[Start of section]

//! BlitzMax.
//!
//! The most involved grammar of the family: declarations carry optional
//! type shorthands (`@`, `@@`, `!`, `#`, `$`, `%`), longhand `: Type`
//! annotations and a trailing `Ptr`, all classified per capture group by a
//! single declaration pattern. `Rem … End Rem` blocks and `..`-newline
//! line continuations can span lines.

use std::sync::LazyLock;

use super::{words, Language};
use crate::lexer::StateOp::{Pop, Push};
use crate::lexer::{StateTable, TableError};
use crate::token::TokenKind::*;

/// The BlitzMax language definition.
pub static BLITZMAX: LazyLock<Language> = LazyLock::new(|| Language {
    name: "BlitzMax",
    aliases: &["blitzmax", "bmax"],
    filenames: &["*.bmx"],
    mimetypes: &["text/x-bmx"],
    table: table().expect("BlitzMax table is validated by its tests"),
});

const NAME: &str = r"[a-z_]\w*";
const SHORTHAND_TYPE: &str = r"@{1,2}|[!#$%]";
const LONGHAND_TYPE: &str = r"\b(Int|Byte|Short|Float|Double|Long)\b";
const WORD_OPERATOR: &str = r"\b(Shl|Shr|Sar|Mod)\b";

/// A declared name with its optional type annotation: shorthand sigil,
/// `: Type` longhand (built-in or user type), or a `: Shl`-style word the
/// grammar deliberately refuses to read as a type, plus a trailing `Ptr`.
fn var_pattern() -> std::string::String {
    format!(
        r"({NAME})(?:(?:([ \t]*)({SHORTHAND_TYPE})|([ \t]*:[ \t]*\b(?:Shl|Shr|Sar|Mod)\b)|([ \t]*)(:)([ \t]*)(?:{LONGHAND_TYPE}|({NAME})))(?:([ \t]*)(Ptr))?)"
    )
}

/// Same shape with the annotation optional, followed by an opening paren.
fn func_pattern() -> std::string::String {
    format!(r"{}?((?:[ \t]|\.\.\n)*)([(])", var_pattern())
}

fn table() -> Result<StateTable, TableError> {
    let var_kinds = [
        NameVariable,
        Text,
        KeywordType,
        Operator,
        Text,
        Punctuation,
        Text,
        KeywordType,
        NameClass,
        Text,
        KeywordType,
    ];
    let mut func_kinds = var_kinds.to_vec();
    func_kinds[0] = NameFunction;
    func_kinds.extend([Text, Punctuation]);

    StateTable::builder("root")
        .case_insensitive(true)
        .state("root", |s| {
            // Text
            s.rule(r"[ \t]+", Text);
            s.rule(r"\.\.\n", Text); // line continuation
            // Comments
            s.rule(r"'.*?\n", CommentSingle);
            s.rule(r"([ \t]*)\bRem\n(\n|.)*?\s*\bEnd([ \t]*)Rem", CommentMultiline);
            // Data types
            s.rule_to("\"", StringDouble, Push("string"));
            // Numbers
            s.rule(r"[0-9]+\.[0-9]*(?!\.)", NumberFloat);
            s.rule(r"\.[0-9]*(?!\.)", NumberFloat);
            s.rule(r"[0-9]+", NumberInteger);
            s.rule(r"\$[0-9a-f]+", NumberHex);
            s.rule(r"%[10]+", NumberBin);
            // Other
            s.rule(
                format!(r"(?:(?:(:)?([ \t]*)(:?{WORD_OPERATOR}|([+\-*/&|~]))|Or|And|Not|[=<>^]))"),
                Operator,
            );
            s.rule(r"[(),.:\[\]]", Punctuation);
            s.rule(r"(?:#[\w \t]*)", NameLabel);
            s.rule(r"(?:\?[\w \t]*)", CommentPreproc);
            // Identifiers
            s.groups(
                format!(r"\b(New)\b([ \t]?)([(]?)({NAME})"),
                &[KeywordReserved, Text, Punctuation, NameClass],
            );
            s.groups(
                format!(r"\b(Import|Framework|Module)([ \t]+)({NAME}\.{NAME})"),
                &[KeywordReserved, Text, KeywordNamespace],
            );
            s.groups(func_pattern(), &func_kinds);
            s.groups(var_pattern(), &var_kinds);
            s.groups(
                format!(r"\b(Type|Extends)([ \t]+)({NAME})"),
                &[KeywordReserved, Text, NameClass],
            );
            // Keywords
            s.rule(r"\b(Ptr)\b", KeywordType);
            s.rule(r"\b(Pi|True|False|Null|Self|Super)\b", KeywordConstant);
            s.rule(r"\b(Local|Global|Const|Field)\b", KeywordDeclaration);
            s.rule(
                words(&[
                    "TNullMethodException",
                    "TNullFunctionException",
                    "TNullObjectException",
                    "TArrayBoundsException",
                    "TRuntimeException",
                ]),
                NameException,
            );
            s.rule(
                words(&[
                    "Strict", "SuperStrict", "Module", "ModuleInfo", "End", "Return", "Continue",
                    "Exit", "Public", "Private", "Var", "VarPtr", "Chr", "Len", "Asc", "SizeOf",
                    "Sgn", "Abs", "Min", "Max", "New", "Release", "Delete", "Incbin", "IncbinPtr",
                    "IncbinLen", "Framework", "Include", "Import", "Extern", "EndExtern",
                    "Function", "EndFunction", "Type", "EndType", "Extends", "Method", "EndMethod",
                    "Abstract", "Final", "If", "Then", "Else", "ElseIf", "EndIf", "For", "To",
                    "Next", "Step", "EachIn", "While", "Wend", "EndWhile", "Repeat", "Until",
                    "Forever", "Select", "Case", "Default", "EndSelect", "Try", "Catch", "EndTry",
                    "Throw", "Assert", "Goto", "DefData", "ReadData", "RestoreData",
                ]),
                KeywordReserved,
            );
            // Final resolve (for variable names and such)
            s.rule(format!(r"({NAME})"), NameVariable);
        })
        .state("string", |s| {
            s.rule(r#""""#, StringDouble);
            s.rule_to(r#""C?"#, StringDouble, Pop(1));
            s.rule(r#"[^"]+"#, StringDouble);
        })
        .build()
}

[End of section]

What you need to do:
In this exercise, give every record above again exactly.

The completed task:
//! BlitzMax.
//!
//! The most involved grammar of the family: declarations carry optional
//! type shorthands (`@`, `@@`, `!`, `#`, `$`, `%`), longhand `: Type`
//! annotations and a trailing `Ptr`, all classified per capture group by a
//! single declaration pattern. `Rem … End Rem` blocks and `..`-newline
//! line continuations can span lines.

use std::sync::LazyLock;

use super::{words, Language};
use crate::lexer::StateOp::{Pop, Push};
use crate::lexer::{StateTable, TableError};
use crate::token::TokenKind::*;

/// The BlitzMax language definition.
pub static BLITZMAX: LazyLock<Language> = LazyLock::new(|| Language {
    name: "BlitzMax",
    aliases: &["blitzmax", "bmax"],
    filenames: &["*.bmx"],
    mimetypes: &["text/x-bmx"],
    table: table().expect("BlitzMax table is validated by its tests"),
});

const NAME: &str = r"[a-z_]\w*";
const SHORTHAND_TYPE: &str = r"@{1,2}|[!#$%]";
const LONGHAND_TYPE: &str = r"\b(Int|Byte|Short|Float|Double|Long)\b";
const WORD_OPERATOR: &str = r"\b(Shl|Shr|Sar|Mod)\b";

/// A declared name with its optional type annotation: shorthand sigil,
/// `: Type` longhand (built-in or user type), or a `: Shl`-style word the
/// grammar deliberately refuses to read as a type, plus a trailing `Ptr`.
fn var_pattern() -> std::string::String {
    format!(
        r"({NAME})(?:(?:([ \t]*)({SHORTHAND_TYPE})|([ \t]*:[ \t]*\b(?:Shl|Shr|Sar|Mod)\b)|([ \t]*)(:)([ \t]*)(?:{LONGHAND_TYPE}|({NAME})))(?:([ \t]*)(Ptr))?)"
    )
}

/// Same shape with the annotation optional, followed by an opening paren.
fn func_pattern() -> std::string::String {
    format!(r"{}?((?:[ \t]|\.\.\n)*)([(])", var_pattern())
}

fn table() -> Result<StateTable, TableError> {
    let var_kinds = [
        NameVariable,
        Text,
        KeywordType,
        Operator,
        Text,
        Punctuation,
        Text,
        KeywordType,
        NameClass,
        Text,
        KeywordType,
    ];
    let mut func_kinds = var_kinds.to_vec();
    func_kinds[0] = NameFunction;
    func_kinds.extend([Text, Punctuation]);

    StateTable::builder("root")
        .case_insensitive(true)
        .state("root", |s| {
            // Text
            s.rule(r"[ \t]+", Text);
            s.rule(r"\.\.\n", Text); // line continuation
            // Comments
            s.rule(r"'.*?\n", CommentSingle);
            s.rule(r"([ \t]*)\bRem\n(\n|.)*?\s*\bEnd([ \t]*)Rem", CommentMultiline);
            // Data types
            s.rule_to("\"", StringDouble, Push("string"));
            // Numbers
            s.rule(r"[0-9]+\.[0-9]*(?!\.)", NumberFloat);
            s.rule(r"\.[0-9]*(?!\.)", NumberFloat);
            s.rule(r"[0-9]+", NumberInteger);
            s.rule(r"\$[0-9a-f]+", NumberHex);
            s.rule(r"%[10]+", NumberBin);
            // Other
            s.rule(
                format!(r"(?:(?:(:)?([ \t]*)(:?{WORD_OPERATOR}|([+\-*/&|~]))|Or|And|Not|[=<>^]))"),
                Operator,
            );
            s.rule(r"[(),.:\[\]]", Punctuation);
            s.rule(r"(?:#[\w \t]*)", NameLabel);
            s.rule(r"(?:\?[\w \t]*)", CommentPreproc);
            // Identifiers
            s.groups(
                format!(r"\b(New)\b([ \t]?)([(]?)({NAME})"),
                &[KeywordReserved, Text, Punctuation, NameClass],
            );
            s.groups(
                format!(r"\b(Import|Framework|Module)([ \t]+)({NAME}\.{NAME})"),
                &[KeywordReserved, Text, KeywordNamespace],
            );
            s.groups(func_pattern(), &func_kinds);
            s.groups(var_pattern(), &var_kinds);
            s.groups(
                format!(r"\b(Type|Extends)([ \t]+)({NAME})"),
                &[KeywordReserved, Text, NameClass],
            );
            // Keywords
            s.rule(r"\b(Ptr)\b", KeywordType);
            s.rule(r"\b(Pi|True|False|Null|Self|Super)\b", KeywordConstant);
            s.rule(r"\b(Local|Global|Const|Field)\b", KeywordDeclaration);
            s.rule(
                words(&[
                    "TNullMethodException",
                    "TNullFunctionException",
                    "TNullObjectException",
                    "TArrayBoundsException",
                    "TRuntimeException",
                ]),
                NameException,
            );
            s.rule(
                words(&[
                    "Strict", "SuperStrict", "Module", "ModuleInfo", "End", "Return", "Continue",
                    "Exit", "Public", "Private", "Var", "VarPtr", "Chr", "Len", "Asc", "SizeOf",
                    "Sgn", "Abs", "Min", "Max", "New", "Release", "Delete", "Incbin", "IncbinPtr",
                    "IncbinLen", "Framework", "Include", "Import", "Extern", "EndExtern",
                    "Function", "EndFunction", "Type", "EndType", "Extends", "Method", "EndMethod",
                    "Abstract", "Final", "If", "Then", "Else", "ElseIf", "EndIf", "For", "To",
                    "Next", "Step", "EachIn", "While", "Wend", "EndWhile", "Repeat", "Until",
                    "Forever", "Select", "Case", "Default", "EndSelect", "Try", "Catch", "EndTry",
                    "Throw", "Assert", "Goto", "DefData", "ReadData", "RestoreData",
                ]),
                KeywordReserved,
            );
            // Final resolve (for variable names and such)
            s.rule(format!(r"({NAME})"), NameVariable);
        })
        .state("string", |s| {
            s.rule(r#""""#, StringDouble);
            s.rule_to(r#""C?"#, StringDouble, Pop(1));
            s.rule(r#"[^"]+"#, StringDouble);
        })
        .build()
}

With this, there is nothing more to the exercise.